This is not a new idea. In the 1970s, social scientist Donald Campbell wrote that any metric of quality can become corrupted if people start prioritizing the metric itself over the traits it supposedly reflects. “We realized that his argument works even if individuals aren’t trying to maximize their metrics,” says Smaldino.
He and McElreath demonstrated this by creating a mathematical model in which simulated labs compete with each other and evolve—think SimAcademia. The labs choose things to study, run experiments to test their hypotheses, and try to publish their results. They vary in how much effort they expend in testing their ideas, which affects how many results they get, and how reliable those results are.
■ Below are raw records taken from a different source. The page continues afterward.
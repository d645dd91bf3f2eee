//! Driver loop: one full pass, then a cancellable wait, forever.

use std::future::Future;
use std::path::PathBuf;
use std::sync::atomic::{AtomicBool, Ordering};
use std::sync::Arc;
use std::time::Duration;

use anyhow::{Context, Result};
use tracing::{error, info, warn};

use crate::sync::action::SyncReport;
use crate::sync::engine::Synchronizer;

/// Runs sync passes on a fixed interval until shut down.
pub struct Scheduler {
    synchronizer: Arc<Synchronizer>,
    source: PathBuf,
    replica: PathBuf,
    interval: Duration,
    cancel: Arc<AtomicBool>,
}

impl Scheduler {
    pub fn new(
        synchronizer: Synchronizer,
        source: impl Into<PathBuf>,
        replica: impl Into<PathBuf>,
        interval: Duration,
    ) -> Self {
        let cancel = Arc::new(AtomicBool::new(false));
        let synchronizer = Arc::new(synchronizer.with_cancel_flag(cancel.clone()));

        Self {
            synchronizer,
            source: source.into(),
            replica: replica.into(),
            interval,
            cancel,
        }
    }

    /// Run a single pass on a blocking thread.
    pub async fn run_pass(&self) -> Result<SyncReport> {
        let synchronizer = self.synchronizer.clone();
        let source = self.source.clone();
        let replica = self.replica.clone();

        let report = tokio::task::spawn_blocking(move || synchronizer.synchronize(&source, &replica))
            .await
            .context("sync pass panicked")?
            .with_context(|| format!("sync pass over {} failed", self.source.display()))?;

        Ok(report)
    }

    /// Run passes until `shutdown` resolves. Returns the number of passes run.
    ///
    /// A shutdown during a pass lets the current entry finish, then stops the
    /// pass. A failed pass is reported and retried on the next tick.
    pub async fn run_until<F>(&self, shutdown: F) -> Result<usize>
    where
        F: Future<Output = ()>,
    {
        tokio::pin!(shutdown);
        let mut passes = 0;

        loop {
            let pass = self.run_pass();
            tokio::pin!(pass);

            let outcome = tokio::select! {
                outcome = &mut pass => Some(outcome),
                _ = &mut shutdown => None,
            };

            let (outcome, stop) = match outcome {
                Some(outcome) => (outcome, false),
                None => {
                    info!("Shutdown requested, finishing current entry");
                    self.cancel.store(true, Ordering::SeqCst);
                    (pass.await, true)
                }
            };

            passes += 1;
            match outcome {
                Ok(report) if report.is_clean() => info!("Sync pass {}: {}", passes, report.summary()),
                Ok(report) => warn!("Sync pass {}: {}", passes, report.summary()),
                Err(err) => error!("Sync pass {} failed: {:#}", passes, err),
            }

            if stop {
                break;
            }

            tokio::select! {
                _ = tokio::time::sleep(self.interval) => {}
                _ = &mut shutdown => {
                    info!("Shutdown requested, stopping");
                    break;
                }
            }
        }

        Ok(passes)
    }
}

/// Process exit status after a single pass: 0 when clean, 2 when some entries
/// failed, 1 when the pass itself failed.
pub fn exit_status(outcome: &Result<SyncReport>) -> u8 {
    match outcome {
        Ok(report) if report.is_clean() => 0,
        Ok(_) => 2,
        Err(_) => 1,
    }
}

/// Resolves on Ctrl-C, or SIGTERM on Unix.
pub async fn shutdown_signal() {
    let ctrl_c = async {
        if let Err(e) = tokio::signal::ctrl_c().await {
            error!("Failed to listen for Ctrl-C: {}", e);
            std::future::pending::<()>().await;
        }
    };

    #[cfg(unix)]
    let terminate = async {
        use tokio::signal::unix::{signal, SignalKind};
        match signal(SignalKind::terminate()) {
            Ok(mut stream) => {
                stream.recv().await;
            }
            Err(e) => {
                error!("Failed to listen for SIGTERM: {}", e);
                std::future::pending::<()>().await;
            }
        }
    };

    #[cfg(not(unix))]
    let terminate = std::future::pending::<()>();

    tokio::select! {
        _ = ctrl_c => {}
        _ = terminate => {}
    }
}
There’s a trade-off: more effort means truer but fewer publications.
In the model, as in real academia, positive results are easier to publish than negative one, and labs that publish more get more prestige, funding, and students. They also pass their practices on. With every generation, one of the oldest labs dies off, while one of the most productive one reproduces, creating an offspring that mimics the research style of the parent. That’s the equivalent of a student from a successful team starting a lab of their own.
Over time, and across many simulations, the virtual labs inexorably slid towards less effort, poorer methods, and almost entirely unreliable results. And here’s the important thing: Unlike the hypothetical researcher I conjured up earlier, none of these simulated scientists are actively trying to cheat. They used no strategy, and they behaved with integrity. And yet, the community naturally slid towards poorer methods. What the model shows is that a world that rewards scientists for publications above all else—a world not unlike this one—naturally selects for weak science.
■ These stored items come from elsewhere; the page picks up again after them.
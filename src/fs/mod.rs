pub mod local;
pub mod types;

pub use local::{Filesystem, LocalFs};
pub use types::*;
// Centralized error handling module
// Startup validation failures and per-entry filesystem failures share one type

use std::fmt;
use std::io;
use std::path::PathBuf;

/// Main error type for synchronization
/// Every variant carries the path it concerns so failures can be logged as one line
#[derive(Debug)]
pub enum SyncError {
    /// Startup errors, fatal before the sync loop starts
    SourceMissing { path: PathBuf },
    SourceNotDirectory { path: PathBuf },
    ReplicaNotDirectory { path: PathBuf },
    OverlappingRoots { source: PathBuf, replica: PathBuf },

    /// File system errors with context
    NotFound { path: PathBuf, operation: String },
    PermissionDenied { path: PathBuf, operation: String },
    Io { path: PathBuf, operation: String, source: io::Error },

    /// The pass was stopped at an entry boundary by a shutdown request
    Interrupted,
}

impl fmt::Display for SyncError {
    fn fmt(&self, f: &mut fmt::Formatter) -> fmt::Result {
        match self {
            SyncError::SourceMissing { path } => {
                write!(f, "Source folder '{}' does not exist!", path.display())
            }
            SyncError::SourceNotDirectory { path } => {
                write!(f, "Source path '{}' is not a folder!", path.display())
            }
            SyncError::ReplicaNotDirectory { path } => {
                write!(f, "Replica path '{}' exists but is not a folder!", path.display())
            }
            SyncError::OverlappingRoots { source, replica } => write!(
                f,
                "Source '{}' and replica '{}' must not contain one another",
                source.display(),
                replica.display()
            ),
            SyncError::NotFound { path, operation } => {
                write!(f, "Path vanished while {}: {}", operation, path.display())
            }
            SyncError::PermissionDenied { path, operation } => {
                write!(f, "Permission denied while {}: {}", operation, path.display())
            }
            SyncError::Io { path, operation, source } => {
                write!(f, "I/O error while {} {}: {}", operation, path.display(), source)
            }
            SyncError::Interrupted => write!(f, "Synchronization interrupted by shutdown request"),
        }
    }
}

impl std::error::Error for SyncError {
    fn source(&self) -> Option<&(dyn std::error::Error + 'static)> {
        match self {
            SyncError::Io { source, .. } => Some(source),
            _ => None,
        }
    }
}

impl SyncError {
    /// Create an error with context about the operation and the path it touched
    pub fn from_io_error(err: io::Error, operation: &str, path: impl Into<PathBuf>) -> Self {
        let path = path.into();
        match err.kind() {
            io::ErrorKind::NotFound => SyncError::NotFound {
                path,
                operation: operation.to_string(),
            },
            io::ErrorKind::PermissionDenied => SyncError::PermissionDenied {
                path,
                operation: operation.to_string(),
            },
            _ => SyncError::Io {
                path,
                operation: operation.to_string(),
                source: err,
            },
        }
    }

    /// Whether this error belongs to the startup checks (process exits with status 1)
    pub fn is_startup(&self) -> bool {
        matches!(
            self,
            SyncError::SourceMissing { .. }
                | SyncError::SourceNotDirectory { .. }
                | SyncError::ReplicaNotDirectory { .. }
                | SyncError::OverlappingRoots { .. }
        )
    }
}
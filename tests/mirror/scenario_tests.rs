// Reference scenarios: one small source/replica layout per test

use std::fs;

use foldersync::sync::SyncAction;

use crate::common::{mkdir, tree, write, Fixture};

#[test]
fn test_new_file_is_copied() {
    let fx = Fixture::new();
    write(fx.source.path(), "a.txt", "hi");

    let report = fx.sync();

    assert_eq!(fx.replica_tree(), tree(&[("a.txt", Some("hi"))]));
    assert_eq!(report.files_copied(), 1);

    let lines = fx.lines();
    assert_eq!(lines.len(), 1);
    assert_eq!(
        lines[0],
        format!(
            "File copied/overwritten: {} -> {}",
            fx.source.path().join("a.txt").display(),
            fx.replica.path().join("a.txt").display()
        )
    );
}

#[test]
fn test_matching_file_is_left_alone() {
    let fx = Fixture::new();
    write(fx.source.path(), "a.txt", "hi");
    write(fx.replica.path(), "a.txt", "hi");
    let before = fs::metadata(fx.replica.path().join("a.txt")).unwrap().modified().unwrap();

    let report = fx.sync();

    assert!(report.is_noop());
    assert_eq!(report.unchanged, 1);
    assert!(fx.lines().is_empty());
    let after = fs::metadata(fx.replica.path().join("a.txt")).unwrap().modified().unwrap();
    assert_eq!(before, after);
}

#[test]
fn test_changed_file_is_overwritten() {
    let fx = Fixture::new();
    write(fx.source.path(), "a.txt", "hi");
    write(fx.replica.path(), "a.txt", "bye");

    let report = fx.sync();

    assert_eq!(fx.replica_tree(), tree(&[("a.txt", Some("hi"))]));
    assert_eq!(
        report.actions,
        vec![SyncAction::CopyOrOverwrite { path: fx.replica.path().join("a.txt") }]
    );
    let lines = fx.lines();
    assert_eq!(lines.len(), 1);
    assert!(lines[0].starts_with("File copied/overwritten: "));
}

#[test]
fn test_same_size_different_content_is_overwritten() {
    let fx = Fixture::new();
    write(fx.source.path(), "a.txt", "abc");
    write(fx.replica.path(), "a.txt", "xyz");

    fx.sync();

    assert_eq!(fx.replica_tree(), tree(&[("a.txt", Some("abc"))]));
}

#[test]
fn test_orphans_are_removed() {
    let fx = Fixture::new();
    write(fx.replica.path(), "old.txt", "x");
    write(fx.replica.path(), "sub/nested.txt", "y");

    let report = fx.sync();

    assert!(fx.replica_tree().is_empty());
    assert_eq!(report.files_removed(), 1);
    assert_eq!(report.dirs_removed(), 1);
    assert_eq!(
        fx.lines(),
        vec![
            format!("File removed: {}", fx.replica.path().join("old.txt").display()),
            format!("Folder removed: {}", fx.replica.path().join("sub").display()),
        ]
    );
}

#[test]
fn test_empty_folder_is_created() {
    let fx = Fixture::new();
    mkdir(fx.source.path(), "dir");

    let report = fx.sync();

    assert_eq!(fx.replica_tree(), tree(&[("dir", None)]));
    assert_eq!(
        report.actions,
        vec![SyncAction::CreateDirectory { path: fx.replica.path().join("dir") }]
    );
    assert_eq!(
        fx.lines(),
        vec![format!("Folder created: {}", fx.replica.path().join("dir").display())]
    );
}

#[test]
fn test_existing_folder_is_not_recreated() {
    let fx = Fixture::new();
    mkdir(fx.source.path(), "dir");
    mkdir(fx.replica.path(), "dir");

    let report = fx.sync();

    assert!(report.is_noop());
    assert!(fx.lines().is_empty());
}

#[test]
fn test_orphan_subtree_removed_whole() {
    let fx = Fixture::new();
    write(fx.source.path(), "keep/a.txt", "a");
    write(fx.replica.path(), "keep/a.txt", "a");
    write(fx.replica.path(), "keep/stale/deep/x.txt", "x");
    write(fx.replica.path(), "keep/stale/y.txt", "y");

    let report = fx.sync();

    assert_eq!(fx.replica_tree(), tree(&[("keep", None), ("keep/a.txt", Some("a"))]));
    // One removal for the whole stale subtree, nothing inside it is visited
    assert_eq!(
        report.actions,
        vec![SyncAction::RemoveDirectorySubtree { path: fx.replica.path().join("keep/stale") }]
    );
}
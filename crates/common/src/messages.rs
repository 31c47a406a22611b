//! Messages exchanged between the upstream state machine and its transport tasks.

use std::sync::Arc;
use tokio::sync::mpsc;

/// Commands sent to a running upstream link.
#[derive(Debug, Clone, PartialEq, Eq)]
pub enum ControlCommand {
    /// Write a text frame to the socket.
    Send(String),
    /// Close the socket with a normal close frame.
    Shutdown,
}

/// Lifecycle and data events reported by a transport task.
#[derive(Debug, Clone, PartialEq, Eq)]
pub enum TransportEvent {
    Opened,
    Message(String),
    Error(String),
    Closed,
}

/// Input to [`UpstreamConnection::handle`](crate::upstream::UpstreamConnection::handle).
///
/// Every signal carries the generation of the connection attempt (or reconnect timer) that
/// produced it, so the state machine can discard signals from links it has already replaced.
#[derive(Debug, Clone, PartialEq, Eq)]
pub enum UpstreamSignal {
    Transport { generation: u64, event: TransportEvent },
    ReconnectDue { generation: u64 },
}

impl UpstreamSignal {
    pub fn transport(generation: u64, event: TransportEvent) -> Self {
        Self::Transport { generation, event }
    }
}

/// Where transport tasks and reconnect timers report [`UpstreamSignal`]s.
///
/// Wraps any unbounded channel whose item can be built from a signal, so the owner of the
/// connection can read upstream signals from the same queue as its other inputs.
#[derive(Clone)]
pub struct SignalTx {
    send: Arc<dyn Fn(UpstreamSignal) -> bool + Send + Sync>,
}

impl SignalTx {
    pub fn new<E>(tx: mpsc::UnboundedSender<E>) -> Self
    where
        E: From<UpstreamSignal> + Send + 'static,
    {
        Self {
            send: Arc::new(move |signal| tx.send(E::from(signal)).is_ok()),
        }
    }

    /// Returns false once the receiving side is gone.
    pub fn send(&self, signal: UpstreamSignal) -> bool {
        (self.send)(signal)
    }
}

impl std::fmt::Debug for SignalTx {
    fn fmt(&self, f: &mut std::fmt::Formatter<'_>) -> std::fmt::Result {
        f.debug_struct("SignalTx").finish_non_exhaustive()
    }
}
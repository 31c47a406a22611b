//! Gateway service relaying one Coinbase ticker feed to many WebSocket clients.
//!
//! This service:
//! - Accepts WebSocket connections from clients
//! - Tracks which client wants which symbol
//! - Holds one upstream subscription per symbol with at least one interested client
//! - Routes upstream tickers only to the clients of that symbol
//!
//! ## Architecture
//!
//! ```text
//! Coinbase ws-feed (one connection, reconnect with backoff)
//!         ↓
//! Relay task (owns SubscriptionRegistry, DownstreamHub, UpstreamConnection)
//!         ↓
//! Bounded per-client queues
//!         ↓
//! WebSocket clients
//! ```

pub mod client;
pub mod config;
pub mod error;
pub mod protocol;
pub mod relay;
pub mod subscription;
pub mod ws_server;

pub use client::{ClientId, DownstreamHub};
pub use config::GatewayConfig;
pub use error::{GatewayError, Result};
pub use protocol::{ClientMessage, ConnectionStatus, ErrorData, ServerMessage};
pub use relay::{Relay, RelayConfig, RelayEvent, RelayRequest, RelayStats, RequestTx};
pub use subscription::SubscriptionRegistry;
pub use ws_server::{create_router, AppState};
“The model may even be optimistic,” says Brian Nosek from the Center of Open Science, because it doesn’t account for our unfortunate tendency to justify and defend the status quo. He notes, for example, that studies in the social and biological sciences are, on average, woefully underpowered—they are too small to find reliable results.
Low statistical power is an obvious symptom of weak research. It is easily calculated, and people have been talking about it since the 1960s. And yet, in over 50 years, it hasn’t improved at all. Indeed, “there is still active resistance to efforts to improve statistical power by scientists themselves,” says Nosek. “With desire to get it published dominating desire to get it right, researchers will defend low statistical power despite it having zero redeeming qualities for science.”
Scientists are now grappling with the consequences of that stagnation. In many fields, including neuroscience, genetics, psychology, ecology, and biomedicine, there’s talk of a reproducibility crisis, where weak and poorly designed studies have flooded the world with doubtful findings. “We spend a lot of time complaining about the culture of science, but verbal arguments allow people to talk past each other,” says Smaldino. “A formal model allows you to be clearer about what you’re talking about.”